Where do I buy Deemint Certs Menta in/shipped to the US?
January 4, 2023 10:25 PM   Subscribe

I want to surprise my husband with some candies his late grandparents used to bring back from Mexico when they were snowbirds in Texas. Who sells them in the US or will ship to the US from a website I could actually trust putting my credit card info into? Here's a site in Mexico that sells them, but they won't ship to the US, and neither will Amazon Mexico, at least for this item. Help please!
posted by tubedogg to Shopping (6 answers total)
 
Best answer: Get in touch with Raquel's Candy 'n Confections in Los Angeles, they own mexicancandy.com.
posted by Iris Gambol at 11:13 PM on January 4, 2023 [1 favorite]
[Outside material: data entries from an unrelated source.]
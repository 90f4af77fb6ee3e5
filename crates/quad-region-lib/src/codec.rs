//! Whole-tree snapshot format
//!
//! Snapshots are JSON documents of the form
//!
//! ```json
//! {
//!   "bounds": { "north": 90.0, "south": -90.0, "west": -180.0, "east": 180.0 },
//!   "nodes": { "": { "isLeaf": false }, "00": { "isLeaf": true, "value": 0 } }
//! }
//! ```
//!
//! `bounds` is always written but optional when reading, so files that only
//! carry `nodes` still load. Decoding builds the complete table before anyone
//! gets to see it; a failure never leaves a half-imported tree behind.

use crate::{Bounds, DataError, Node, Payload, QuadPath, Result};
use serde::{Deserialize, Serialize};
use std::collections::{BTreeMap, HashMap};

/// Serialized form of a single node
#[derive(Serialize, Deserialize)]
struct NodeRecord {
    #[serde(rename = "isLeaf")]
    is_leaf: bool,
    #[serde(default, skip_serializing_if = "Option::is_none")]
    value: Option<Payload>,
}

impl From<Node> for NodeRecord {
    fn from(node: Node) -> Self {
        Self {
            is_leaf: node.is_leaf(),
            value: node.payload(),
        }
    }
}

impl From<NodeRecord> for Node {
    fn from(record: NodeRecord) -> Self {
        if record.is_leaf {
            Node::Leaf(record.value.unwrap_or_default())
        } else {
            Node::Internal
        }
    }
}

#[derive(Serialize)]
struct SnapshotOut {
    bounds: Bounds,
    /// Sorted by textual path so exports are stable and read top-down
    nodes: BTreeMap<String, NodeRecord>,
}

#[derive(Deserialize)]
struct SnapshotIn {
    #[serde(default)]
    bounds: Option<Bounds>,
    nodes: HashMap<QuadPath, NodeRecord>,
}

/// A decoded node table, ready to be swapped into an index
#[derive(Debug)]
pub(crate) struct Snapshot {
    pub(crate) bounds: Option<Bounds>,
    pub(crate) nodes: HashMap<QuadPath, Node>,
}

#[cfg_attr(feature = "profiling", profiling::function)]
pub(crate) fn encode(bounds: Bounds, nodes: &HashMap<QuadPath, Node>) -> Result<Vec<u8>> {
    let snapshot = SnapshotOut {
        bounds,
        nodes: nodes
            .iter()
            .map(|(path, node)| (path.to_string(), NodeRecord::from(*node)))
            .collect(),
    };
    Ok(serde_json::to_vec(&snapshot)?)
}

#[cfg_attr(feature = "profiling", profiling::function)]
pub(crate) fn decode(data: &[u8]) -> Result<Snapshot> {
    let raw: SnapshotIn =
        serde_json::from_slice(data).map_err(|e| DataError::MalformedData(e.to_string()))?;

    if let Some(b) = raw.bounds {
        if !(b.north >= b.south && b.east >= b.west) {
            return Err(DataError::MalformedData(format!(
                "degenerate domain bounds {b:?}"
            )));
        }
    }

    Ok(Snapshot {
        bounds: raw.bounds,
        nodes: raw
            .nodes
            .into_iter()
            .map(|(path, record)| (path, Node::from(record)))
            .collect(),
    })
}

#[cfg(test)]
mod tests {
    use super::*;

    fn path(s: &str) -> QuadPath {
        s.parse().unwrap()
    }

    #[test]
    fn test_decode_legacy_file_without_bounds() {
        let data = br#"{"nodes":{"":{"isLeaf":false},"00":{"isLeaf":true,"value":3},"01":{"isLeaf":true,"value":0}}}"#;
        let snapshot = decode(data).unwrap();
        assert!(snapshot.bounds.is_none());
        assert_eq!(snapshot.nodes.len(), 3);
        assert_eq!(snapshot.nodes[&QuadPath::ROOT], Node::Internal);
        assert_eq!(snapshot.nodes[&path("00")], Node::Leaf(3));
    }

    #[test]
    fn test_missing_value_defaults_to_zero() {
        let snapshot = decode(br#"{"nodes":{"10":{"isLeaf":true}}}"#).unwrap();
        assert_eq!(snapshot.nodes[&path("10")], Node::Leaf(0));
    }

    #[test]
    fn test_internal_value_is_ignored() {
        let snapshot = decode(br#"{"nodes":{"":{"isLeaf":false,"value":9}}}"#).unwrap();
        assert_eq!(snapshot.nodes[&QuadPath::ROOT], Node::Internal);
    }

    #[test]
    fn test_malformed_inputs() {
        let cases: [&[u8]; 7] = [
            b"not valid data",
            b"{}",
            br#"{"nodes":[]}"#,
            br#"{"nodes":{"012":{"isLeaf":true}}}"#,
            br#"{"nodes":{"00":{"isLeaf":true,"value":300}}}"#,
            br#"{"nodes":{"00":{"value":1}}}"#,
            br#"{"bounds":{"north":-10,"south":10,"west":0,"east":1},"nodes":{}}"#,
        ];
        for data in cases {
            let err = decode(data).unwrap_err();
            assert!(
                matches!(err, DataError::MalformedData(_)),
                "{:?} gave {err:?}",
                String::from_utf8_lossy(data)
            );
        }
    }

    #[test]
    fn test_encode_is_sorted_and_omits_internal_values() {
        let mut nodes = HashMap::new();
        nodes.insert(path("01"), Node::Leaf(7));
        nodes.insert(QuadPath::ROOT, Node::Internal);
        nodes.insert(path("00"), Node::Leaf(0));

        let bytes = encode(Bounds::WORLD, &nodes).unwrap();
        let text = String::from_utf8(bytes).unwrap();
        assert_eq!(
            text,
            r#"{"bounds":{"north":90.0,"south":-90.0,"west":-180.0,"east":180.0},"nodes":{"":{"isLeaf":false},"00":{"isLeaf":true,"value":0},"01":{"isLeaf":true,"value":7}}}"#
        );
    }
}
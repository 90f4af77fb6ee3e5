//! Node variants stored in the table

/// Per-leaf payload (e.g. a classification value)
pub type Payload = u8;

/// A single entry of the node table
///
/// Internal nodes carry no payload; their four children are implied by the
/// path and may be missing from the table, in which case they behave like
/// `Node::default()`.
#[derive(Clone, Copy, Debug, PartialEq, Eq)]
pub enum Node {
    Leaf(Payload),
    Internal,
}

impl Node {
    #[inline]
    pub fn is_leaf(&self) -> bool {
        matches!(self, Node::Leaf(_))
    }

    /// Payload of a leaf, `None` for internal nodes
    #[inline]
    pub fn payload(&self) -> Option<Payload> {
        match self {
            Node::Leaf(value) => Some(*value),
            Node::Internal => None,
        }
    }
}

impl Default for Node {
    fn default() -> Self {
        Node::Leaf(0)
    }
}
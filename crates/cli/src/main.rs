use std::process::ExitCode;

use clap::Parser;
use configgen_cli::{Args, run, run_info};
use configgen_runner::Pipeline;

fn main() -> ExitCode {
    let args = Args::parse();

    let default_level = if args.verbose { "debug" } else { "info" };
    env_logger::Builder::from_env(env_logger::Env::default().default_filter_or(default_level))
        .init();

    let result = match run_info(&args) {
        Ok(true) => Ok(()),
        Ok(false) => run(&args, &Pipeline::system()).map(|_| ()),
        Err(e) => Err(e),
    };

    match result {
        Ok(()) => ExitCode::SUCCESS,
        Err(e) if e.is_user_error() => {
            log::error!("{}", e);
            ExitCode::FAILURE
        }
        Err(e) => {
            log::error!("Generation failed: {}", e);
            ExitCode::FAILURE
        }
    }
}
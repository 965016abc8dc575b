//! Configgen Runner - one generation run end to end
//!
//! ```text
//!   GeneratorInput
//!        │
//!        ▼
//!   ┌──────────┐   ┌──────────┐   ┌─────────────┐   ┌──────────────┐
//!   │ resolve  │──►│ validate │──►│ mode checks │──►│ OutputTarget │
//!   └──────────┘   └──────────┘   └─────────────┘   └──────┬───────┘
//!                                                          │
//!                         ┌────────────────────────────────┘
//!                         ▼
//!   ┌─────────────────────────────────┐   ┌──────────────────┐
//!   │ Imports → Bootstrap → Oracle →  │──►│   ArtifactSink   │
//!   │ Agents → Kernel → [RL layer]    │   │ reset + append   │
//!   └─────────────────────────────────┘   └──────────────────┘
//! ```
//!
//! Validate-only and batch modes stop before the output path is touched.

pub mod naming;
pub mod pipeline;
pub mod target;

pub use naming::{default_config_name, sanitize_filename};
pub use pipeline::{Outcome, Pipeline};
pub use target::{OutputRequest, OutputTarget};
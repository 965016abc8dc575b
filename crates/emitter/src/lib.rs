//! Artifact sinks
//!
//! Both sinks accept each [`SectionKind`](configgen_core::SectionKind) at
//! most once and in increasing order, so the artifact is always the ordered
//! concatenation of its sections.

mod file;
mod memory;
mod order;

pub use file::FileSink;
pub use memory::MemorySink;
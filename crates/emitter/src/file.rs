use std::fs::{self, OpenOptions};
use std::io::{self, Write};
use std::path::{Path, PathBuf};

use configgen_core::Section;
use configgen_ports::{ArtifactSink, ConfigGenError, Result};

use crate::order::SectionOrder;

/// Writes the artifact to a file, one append per section
///
/// The file is opened and closed for every section; a failure part way
/// leaves a partial artifact behind.
#[derive(Debug)]
pub struct FileSink {
    path: PathBuf,
    order: SectionOrder,
}

impl FileSink {
    pub fn new(path: impl Into<PathBuf>) -> Self {
        Self {
            path: path.into(),
            order: SectionOrder::default(),
        }
    }

    pub fn path(&self) -> &Path {
        &self.path
    }
}

impl ArtifactSink for FileSink {
    fn reset(&mut self) -> Result<()> {
        self.order.clear();
        match fs::remove_file(&self.path) {
            Ok(()) => {
                log::debug!("Removed previous artifact {}", self.path.display());
                Ok(())
            }
            Err(e) if e.kind() == io::ErrorKind::NotFound => Ok(()),
            Err(e) => Err(ConfigGenError::write(&self.path, e)),
        }
    }

    fn append(&mut self, section: &Section) -> Result<()> {
        self.order.admit(section.kind())?;

        let mut file = OpenOptions::new()
            .create(true)
            .append(true)
            .open(&self.path)
            .map_err(|e| ConfigGenError::write(&self.path, e))?;
        file.write_all(section.body().as_bytes())
            .map_err(|e| ConfigGenError::write(&self.path, e))?;

        log::debug!(
            "Appended {} ({} bytes) to {}",
            section.kind(),
            section.len(),
            self.path.display()
        );
        Ok(())
    }

    fn describe(&self) -> String {
        self.path.display().to_string()
    }
}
Best answer: Legally, Certs are discontinued in 2018 in the US because it contains partially hydrogenated cottonseed oil (aka "trans fat"), which has been disallowed by the FDA due to links to heart disease.
posted by kschang at 11:02 AM on January 5, 2023 [1 favorite]


Best answer: You can try Alamo candy company:

https://www.alamocandy.com/store/

They might have them even if not on their page.
posted by Saucywench at 12:07 PM on January 5, 2023 [1 favorite]
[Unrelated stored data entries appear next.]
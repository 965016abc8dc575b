//! Display helpers for cent-denominated amounts and large counts.

use rust_decimal::Decimal;

use super::Cents;

/// Convert a cent amount into dollars without losing precision
pub fn cents_to_dollars(cents: Cents) -> Decimal {
    Decimal::new(cents, 2)
}

/// Format a cent amount as dollars with thousands separators,
/// e.g. `format_dollars(10_000_000, 0)` == `"$100,000"`.
///
/// Rounds half to even, matching the formatting of the generated scripts.
pub fn format_dollars(cents: Cents, decimal_places: u32) -> String {
    let mut dollars = cents_to_dollars(cents).round_dp(decimal_places);
    dollars.rescale(decimal_places);

    let text = dollars.abs().to_string();
    let (whole, fraction) = match text.split_once('.') {
        Some((whole, fraction)) => (whole, Some(fraction)),
        None => (text.as_str(), None),
    };

    let sign = if dollars.is_sign_negative() && !dollars.is_zero() {
        "-"
    } else {
        ""
    };
    let grouped = group_digits(whole);

    match fraction {
        Some(fraction) => format!("{sign}${grouped}.{fraction}"),
        None => format!("{sign}${grouped}"),
    }
}

/// Format an integer with `,` thousands separators
pub fn format_thousands(value: i64) -> String {
    let digits = value.unsigned_abs().to_string();
    if value < 0 {
        format!("-{}", group_digits(&digits))
    } else {
        group_digits(&digits)
    }
}

fn group_digits(digits: &str) -> String {
    let mut grouped = String::with_capacity(digits.len() + digits.len() / 3);
    for (i, ch) in digits.chars().enumerate() {
        if i > 0 && (digits.len() - i) % 3 == 0 {
            grouped.push(',');
        }
        grouped.push(ch);
    }
    grouped
}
Response by poster: Thanks for the store recommendations. I will follow up on those.

kschang, do we know if this is a case of a global conglomerate reusing a brand name for a possibly unrelated product (this candy is caramel or at least caramel-flavored versus it being a breath mint in the US) or if these are just caramel-flavored Certs? I found a picture of the bottom of the packaging with the ingredients list and it says it has hydrogenated vegetable oil, which to my understanding is not the same thing as what was banned in the US. (It also lists titanium (di?)oxide, which I know is a whole other can of worms, at least in the EU.)
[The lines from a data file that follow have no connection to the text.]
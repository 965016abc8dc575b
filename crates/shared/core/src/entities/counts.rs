use serde::{Deserialize, Serialize};

use super::AgentKind;

/// Resolved count per agent kind
///
/// Counts are signed so that a negative caller value survives resolution
/// and is rejected by validation with the offending field named.
#[derive(Debug, Clone, Copy, Default, PartialEq, Eq, Serialize, Deserialize)]
pub struct AgentCounts {
    pub market_makers: i64,
    pub adaptive_market_makers: i64,
    pub zero_intelligence: i64,
    pub noise_agents: i64,
    pub value_agents: i64,
    pub momentum_agents: i64,
}

impl AgentCounts {
    /// Build counts by asking for each kind's value
    pub fn from_fn(mut f: impl FnMut(AgentKind) -> i64) -> Self {
        Self {
            market_makers: f(AgentKind::MarketMaker),
            adaptive_market_makers: f(AgentKind::AdaptiveMarketMaker),
            zero_intelligence: f(AgentKind::ZeroIntelligence),
            noise_agents: f(AgentKind::Noise),
            value_agents: f(AgentKind::Value),
            momentum_agents: f(AgentKind::Momentum),
        }
    }

    pub fn get(&self, kind: AgentKind) -> i64 {
        match kind {
            AgentKind::MarketMaker => self.market_makers,
            AgentKind::AdaptiveMarketMaker => self.adaptive_market_makers,
            AgentKind::ZeroIntelligence => self.zero_intelligence,
            AgentKind::Noise => self.noise_agents,
            AgentKind::Value => self.value_agents,
            AgentKind::Momentum => self.momentum_agents,
        }
    }

    /// (kind, count) pairs in population order
    pub fn iter(&self) -> impl Iterator<Item = (AgentKind, i64)> + '_ {
        AgentKind::ALL.into_iter().map(|kind| (kind, self.get(kind)))
    }

    /// Sum of the positive counts (exchange agent excluded)
    pub fn total(&self) -> i64 {
        self.iter()
            .fold(0i64, |total, (_, count)| total.saturating_add(count.max(0)))
    }

    /// Multiply every count by `factor`, truncating toward zero
    pub fn scaled(&self, factor: f64) -> Self {
        Self::from_fn(|kind| (self.get(kind) as f64 * factor).trunc() as i64)
    }
}

/// Per-kind counts where `None` means "not specified"
#[derive(Debug, Clone, Copy, Default, PartialEq, Eq, Serialize, Deserialize)]
#[serde(default)]
pub struct PartialAgentCounts {
    #[serde(skip_serializing_if = "Option::is_none")]
    pub market_makers: Option<i64>,
    #[serde(skip_serializing_if = "Option::is_none")]
    pub adaptive_market_makers: Option<i64>,
    #[serde(skip_serializing_if = "Option::is_none")]
    pub zero_intelligence: Option<i64>,
    #[serde(skip_serializing_if = "Option::is_none")]
    pub noise_agents: Option<i64>,
    #[serde(skip_serializing_if = "Option::is_none")]
    pub value_agents: Option<i64>,
    #[serde(skip_serializing_if = "Option::is_none")]
    pub momentum_agents: Option<i64>,
}

impl PartialAgentCounts {
    /// Nothing specified
    pub const EMPTY: Self = Self {
        market_makers: None,
        adaptive_market_makers: None,
        zero_intelligence: None,
        noise_agents: None,
        value_agents: None,
        momentum_agents: None,
    };

    pub fn get(&self, kind: AgentKind) -> Option<i64> {
        match kind {
            AgentKind::MarketMaker => self.market_makers,
            AgentKind::AdaptiveMarketMaker => self.adaptive_market_makers,
            AgentKind::ZeroIntelligence => self.zero_intelligence,
            AgentKind::Noise => self.noise_agents,
            AgentKind::Value => self.value_agents,
            AgentKind::Momentum => self.momentum_agents,
        }
    }

    /// Builder-style setter
    pub fn with(mut self, kind: AgentKind, count: i64) -> Self {
        let slot = match kind {
            AgentKind::MarketMaker => &mut self.market_makers,
            AgentKind::AdaptiveMarketMaker => &mut self.adaptive_market_makers,
            AgentKind::ZeroIntelligence => &mut self.zero_intelligence,
            AgentKind::Noise => &mut self.noise_agents,
            AgentKind::Value => &mut self.value_agents,
            AgentKind::Momentum => &mut self.momentum_agents,
        };
        *slot = Some(count);
        self
    }

    /// Fields set in `overrides` replace ours
    pub fn overlay(&self, overrides: &PartialAgentCounts) -> Self {
        Self {
            market_makers: overrides.market_makers.or(self.market_makers),
            adaptive_market_makers: overrides
                .adaptive_market_makers
                .or(self.adaptive_market_makers),
            zero_intelligence: overrides.zero_intelligence.or(self.zero_intelligence),
            noise_agents: overrides.noise_agents.or(self.noise_agents),
            value_agents: overrides.value_agents.or(self.value_agents),
            momentum_agents: overrides.momentum_agents.or(self.momentum_agents),
        }
    }

    /// Sum of the specified positive counts
    pub fn total(&self) -> i64 {
        AgentKind::ALL
            .iter()
            .filter_map(|kind| self.get(*kind))
            .map(|count| count.max(0))
            .sum()
    }
}
mod agent_kind;
mod agent_spec;
mod counts;
mod input;
mod market;
mod resolved;
mod section;
mod template;

pub use agent_kind::AgentKind;
pub use agent_spec::{AgentParams, AgentTypeSpec};
pub use counts::{AgentCounts, PartialAgentCounts};
pub use input::{GeneratorInput, ModeFlags};
pub use market::{MarketParams, PartialMarketParams};
pub use resolved::ResolvedConfig;
pub use section::{Section, SectionKind};
pub use template::{Template, TemplateMarket};
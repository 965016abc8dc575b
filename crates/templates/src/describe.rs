//! Human-readable template summaries for `--template-info` and
//! `--list-templates`.

use configgen_core::defaults::DEFAULT_STARTING_CASH;
use configgen_core::values::{format_dollars, format_thousands};
use configgen_core::Template;
use configgen_ports::Result;

use crate::registry::{list, lookup};

const RULE_WIDTH: usize = 50;

/// Detailed summary of one template: agent breakdown, market parameters
/// and computed totals
pub fn describe(name: &str) -> Result<String> {
    let template = lookup(name)?;

    let mut out = format!(
        "Template: {}\n{}\nDescription: {}\n",
        template.name.to_uppercase(),
        "=".repeat(RULE_WIDTH),
        template.description
    );

    out.push_str("\nAgent Configuration:\n");
    for (kind, count) in template.active_kinds() {
        out.push_str(&format!("  - {}: {}\n", kind, format_thousands(count)));
    }

    let market = &template.market;
    let pinned: Vec<String> = [
        market.symbol.map(|symbol| format!("Symbol: {symbol}")),
        market
            .starting_cash
            .map(|cash| format!("Starting Cash: {} per agent", format_dollars(cash, 0))),
        market.market_date.map(|date| format!("Market Date: {date}")),
        market.market_open.map(|open| format!("Market Open: {open}")),
        market.market_close.map(|close| format!("Market Close: {close}")),
    ]
    .into_iter()
    .flatten()
    .collect();
    if !pinned.is_empty() {
        out.push_str("\nMarket Parameters:\n");
        for line in pinned {
            out.push_str(&format!("  - {line}\n"));
        }
    }

    let total = template.total_agents();
    let cash = market.starting_cash.unwrap_or(DEFAULT_STARTING_CASH);
    out.push_str(&format!(
        "\nTotal Agents: {}\nTotal Market Cap: {}\n",
        format_thousands(total),
        format_dollars(cash.saturating_mul(total), 0)
    ));
    out.push_str(&format!(
        "\nGenerate: configgen --template {} -f my_{}_config\n",
        template.name, template.name
    ));

    Ok(out)
}

/// Listing of every template with its agent breakdown
pub fn overview() -> String {
    let mut out = format!(
        "Available Research Configuration Templates:\n{}\n",
        "=".repeat(60)
    );

    for (name, template) in list() {
        out.push_str(&format!(
            "\n{}\n   Description: {}\n   Total Agents: {}\n   Agents: {}\n",
            name.to_uppercase(),
            template.description,
            format_thousands(template.total_agents()),
            breakdown(template)
        ));
        if let Some(symbol) = template.market.symbol {
            out.push_str(&format!("   Symbol: {symbol}\n"));
        }
        if let Some(cash) = template.market.starting_cash {
            out.push_str(&format!(
                "   Starting Cash: {} per agent\n",
                format_dollars(cash, 0)
            ));
        }
    }

    out.push_str("\nUsage: configgen --template <name> -f <config_name>\n");
    out.push_str("Override: configgen --template rmsc03 --symbol AAPL -f custom_rmsc03\n");
    out
}

/// One-line "2 Adaptive MMs + 100 Value + ..." breakdown
fn breakdown(template: &Template) -> String {
    template
        .active_kinds()
        .map(|(kind, count)| format!("{} {}", count, kind.short_label()))
        .collect::<Vec<_>>()
        .join(" + ")
}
I'm assuming if it does contain a banned ingredient, it can't be imported into the US, at least commercially?
posted by tubedogg at 3:45 PM on January 5, 2023


AFAIK, this is the ORIGINAL Certs formula, as it was always made by the same company Kraft Foods / Mondelez International "with Retsyn". Mondelez owns all the major brandnames, such as Cadbury, being an offshoot / successor of Kraft Foods after the split in 2012.

The FDA ban on partially hydrogenated oil was not limited to cottonseed oil.
posted by kschang at 12:15 PM on January 6, 2023


Deemint apparently was just a brand that's rarely seen in the US, but it was owned by Cadbury Schweppes Americas Confectionery, who's a part of Mondelez / Kraft all along.
Headquartered in Parsippany, New Jersey, Cadbury Schweppes Americas Confectionery is one of four regional operating units of Cadbury Schweppes plc—the world’s top confectionery company (and the only confectionery company to span chewing gum, confectionery and chocolate categories), and one of the world’s leading global beverage companies. Operating in 20 countries, Cadbury Schweppes Americas Confectionery develops, manufactures, and markets some of the best-loved chocolate, confectionery, cough and gum brands, including Bazooka®, Beldent®, Bubbaloo®, Bubba’s®, Bubblicious®, Cadbury®, Certs®, Chiclets®, Clorets®, Deemint®, Dentyne®, Halls®, Mantecol®, Sour Patch®, Swedish Fish®, and Trident®.
But it is very possible they used that brand on a different segment of the market. I just find the use of Certs in that context NOT on a breath mint to be a bit weird, as Certs was the oldest commercial breath mint in the US, IIRC.